### About this exercise
Go through the entries, filter for the word "GridCell", and copy every line that has it.

### Excerpted data
+ + + + +
use crate::cli::ui::truncate;
use crate::models::{Contact, GridCell, Phone, SpeedDialSlot};
use crate::photo::Photo;

const NAME_WIDTH: usize = 24;
const CELL_WIDTH: usize = 30;

pub const EMPTY_CELL: &str = "Empty";

/// Title of the slot list, which reflects the enabled preference
pub fn list_title(disabled: bool) -> &'static str {
    if disabled {
        "Speed dial (disabled)"
    } else {
        "Speed dial"
    }
}

/// One slot list row: `3 * Ann Smith    Mobile  555-0100`
pub fn format_slot_row(slot: &SpeedDialSlot, photo: &Photo) -> String {
    let line = format!(
        "{} {} {:<width$} {:<7} {}",
        slot.key_id,
        photo.marker(),
        truncate(slot.name(), NAME_WIDTH),
        slot.type_label(),
        slot.phone_number.as_deref().unwrap_or(""),
        width = NAME_WIDTH,
    );
    line.trim_end().to_string()
}

/// One grid cell: `4  Ann Smith (Mobile)` or `4  Empty`
pub fn format_grid_cell(cell: &GridCell) -> String {
    match &cell.slot {
        Some(slot) => format!(
            "{}  {} ({})",
            cell.key_id,
            truncate(slot.name(), CELL_WIDTH - 14),
            slot.type_label()
        ),
        None => format!("{}  {}", cell.key_id, EMPTY_CELL),
    }
}

/// Lay the grid out two cells per row
pub fn format_grid(cells: &[GridCell]) -> Vec<String> {
    cells
        .chunks(2)
        .map(|pair| match pair {
            [left, right] => format!(
                "{:<width$}{}",
                format_grid_cell(left),
                format_grid_cell(right),
                width = CELL_WIDTH
            ),
            [single] => format_grid_cell(single),
            _ => String::new(),
        })
        .collect()
}

/// A number on the contact detail screen with its markers
pub fn format_phone_row(phone: &Phone, on_speed_dial: bool) -> String {
    let mut line = format!("{:<12} {}", phone.kind().call_label(), phone.number);
    if phone.is_primary {
        line.push_str("  (primary)");
    }
    if on_speed_dial {
        line.push_str("  (speed dial)");
    }
    line
}

/// A contact row for the picker
pub fn format_contact_row(contact: &Contact, photo: &Photo) -> String {
    format!("{} {}", photo.marker(), contact.name())
}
+ + + + +
### Exercise result
use crate::models::{Contact, GridCell, Phone, SpeedDialSlot};
pub fn format_grid_cell(cell: &GridCell) -> String {
pub fn format_grid(cells: &[GridCell]) -> Vec<String> {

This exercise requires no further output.